Revolut, valorisée à 65 millions de dollars en juillet et considérée comme la fintech la plus prometteuse d’Europe, pourrait représenter une bouffée d’air pour les consommateurs du Royaume. Cité par Jeune Afrique, Ouadi Madih, président de la Fédération nationale des associations du consommateur (Fnac) explique que l’arrivée de cet acteur pourrait inciter à une baisse des frais bancaires, aujourd’hui jugés exorbitants. «Entre les frais de tenue de compte, les cartes bancaires, les commissions sur les retraits hors réseau ou les virements internationaux, les usagers peuvent payer entre 1.000 et 2.000 dirhams par an», a-t-il expliqué.
Les Marocains résidant à l’étranger (MRE) pourraient, eux aussi, bénéficier de cette arrivée. En 2024, plus de 117 milliards de dirhams ont été envoyés dans le Royaume par cette communauté, souvent amputés de frais élevés et soumis à des minimums forfaitaires.
Le modèle commercial de Revolut repose sur le freemium, soit un service de base gratuit, puis l’offre de services complémentaires payants, explique Jeune Afrique. Cette stratégie pourrait s’inscrire dans les objectifs des régulateurs marocains, qui souhaitent à la fois augmenter le taux de bancarisation (54% en 2024) et accélérer la digitalisation des paiements.
Le Conseil de la concurrence a récemment rappelé que le prélèvement de frais sur les paiements électroniques était interdit, estimant que «ces frais sont injustifiés, accordent des avantages indus aux acteurs concernés et compromettent la libre concurrence sur les marchés, ainsi que les efforts de digitalisation de l’État». Pourtant, la marge sur commissions reste une source de revenus importante pour les banques locales, représentant près de 10 milliards de dirhams en 2024, soit 14% du produit net bancaire.

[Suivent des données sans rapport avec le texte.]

//! Chrome Web Store item, upload and publish calls
//!
//! Every request carries the bearer token and `x-goog-api-version: 2`.
//! Each operation is a single request; nothing here orders them; the
//! caller decides that an upload precedes a publish.

use std::sync::Arc;

use crate::auth::AccessToken;
use crate::error::{Result, WebstoreError};
use crate::store::types::{ExtensionItem, PublishResult};
use crate::transport::{HttpRequest, HttpTransport, Method};

/// Default base URL for item and publish requests.
pub const DEFAULT_API_BASE_URL: &str = "https://www.googleapis.com/chromewebstore/v1.1";

/// Default base URL for package uploads.
pub const DEFAULT_UPLOAD_BASE_URL: &str = "https://www.googleapis.com/upload/chromewebstore/v1.1";

const API_VERSION_HEADER: &str = "x-goog-api-version";
const API_VERSION: &str = "2";
const ZIP_CONTENT_TYPE: &str = "application/zip";

/// Client for the three store operations.
///
/// # Examples
///
/// ```no_run
/// use std::sync::Arc;
/// use webstore_publish::store::{StoreClient, DEFAULT_API_BASE_URL, DEFAULT_UPLOAD_BASE_URL};
/// use webstore_publish::transport::http::ReqwestTransport;
///
/// let client = StoreClient::new(
///     Arc::new(ReqwestTransport::new()),
///     DEFAULT_API_BASE_URL,
///     DEFAULT_UPLOAD_BASE_URL,
/// );
/// ```
#[derive(Debug, Clone)]
pub struct StoreClient {
    transport: Arc<dyn HttpTransport>,
    api_base: String,
    upload_base: String,
}

impl StoreClient {
    pub fn new(
        transport: Arc<dyn HttpTransport>,
        api_base: impl Into<String>,
        upload_base: impl Into<String>,
    ) -> Self {
        Self {
            transport,
            api_base: api_base.into().trim_end_matches('/').to_string(),
            upload_base: upload_base.into().trim_end_matches('/').to_string(),
        }
    }

    fn authorized(&self, method: Method, url: String, token: &AccessToken) -> HttpRequest {
        HttpRequest::new(method, url)
            .header("Authorization", token.authorization_header())
            .header(API_VERSION_HEADER, API_VERSION)
    }

    /// Fetches the draft projection of an item.
    ///
    /// # Errors
    ///
    /// [`WebstoreError::RequestFailed`] on any non-200 status, with the raw
    /// body; [`WebstoreError::Serialization`] if the body does not decode.
    pub async fn get_item(&self, token: &AccessToken, item_id: &str) -> Result<ExtensionItem> {
        let url = format!("{}/items/{}?projection=DRAFT", self.api_base, item_id);
        let request = self.authorized(Method::Get, url, token);

        let resp = self.transport.send(request).await?.ensure_ok()?;
        resp.json()
    }

    /// Uploads a new package for an existing item.
    ///
    /// The upload state in the response is authoritative: a 200 whose
    /// `uploadState` is `FAILURE` is still an error.
    ///
    /// # Errors
    ///
    /// [`WebstoreError::RequestFailed`] on any non-200 status,
    /// [`WebstoreError::Serialization`] on a malformed body, and
    /// [`WebstoreError::UploadFailed`] with the item's error list when the
    /// store rejected the package.
    pub async fn upload(
        &self,
        token: &AccessToken,
        item_id: &str,
        package: Vec<u8>,
    ) -> Result<ExtensionItem> {
        let url = format!("{}/items/{}?uploadType=media", self.upload_base, item_id);
        tracing::debug!(item_id, bytes = package.len(), "Uploading package");

        let request = self
            .authorized(Method::Put, url, token)
            .header("Content-Type", ZIP_CONTENT_TYPE)
            .header("Content-Length", package.len().to_string())
            .body(package);

        let resp = self.transport.send(request).await?.ensure_ok()?;
        let item: ExtensionItem = resp.json()?;

        if item.upload_failed() {
            return Err(WebstoreError::UploadFailed(item.item_error).into());
        }

        Ok(item)
    }

    /// Publishes the item's current draft.
    ///
    /// # Errors
    ///
    /// [`WebstoreError::RequestFailed`] on any non-200 status;
    /// [`WebstoreError::Serialization`] if the body does not decode.
    pub async fn publish(&self, token: &AccessToken, item_id: &str) -> Result<PublishResult> {
        let url = format!("{}/items/{}/publish", self.api_base, item_id);
        let request = self
            .authorized(Method::Post, url, token)
            .header("Content-Length", "0")
            .body(Vec::new());

        let resp = self.transport.send(request).await?.ensure_ok()?;
        resp.json()
    }
}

Les principaux acteurs du secteur n’ont pas souhaité commenter cette possible arrivée. L’implantation de Revolut dans le Royaume pourrait se heurter à des obstacles réglementaires rapporte Jeune Afrique. La loi 31-08 sur la protection du consommateur offre un droit de rétractation et des protections contre la fraude, mais ne prévoit pas explicitement de mécanisme de rétro-facturation pour contester un paiement frauduleux par carte bancaire, une norme déjà établie en Europe et aux États-Unis. Par ailleurs, la loi 09-08 sur la protection des données personnelles, datant de 2009, montre ses limites, notamment sur la notification des violations de données et l’absence de mesures extraterritoriales.
Également cité par Jeune Afrique, Yasser Elkouri, doctorant, souligne que «les systèmes d’intelligence artificielle entrent souvent en conflit avec les principes de la loi 09-08, créant des tensions entre innovation technologique et protection des droits individuels».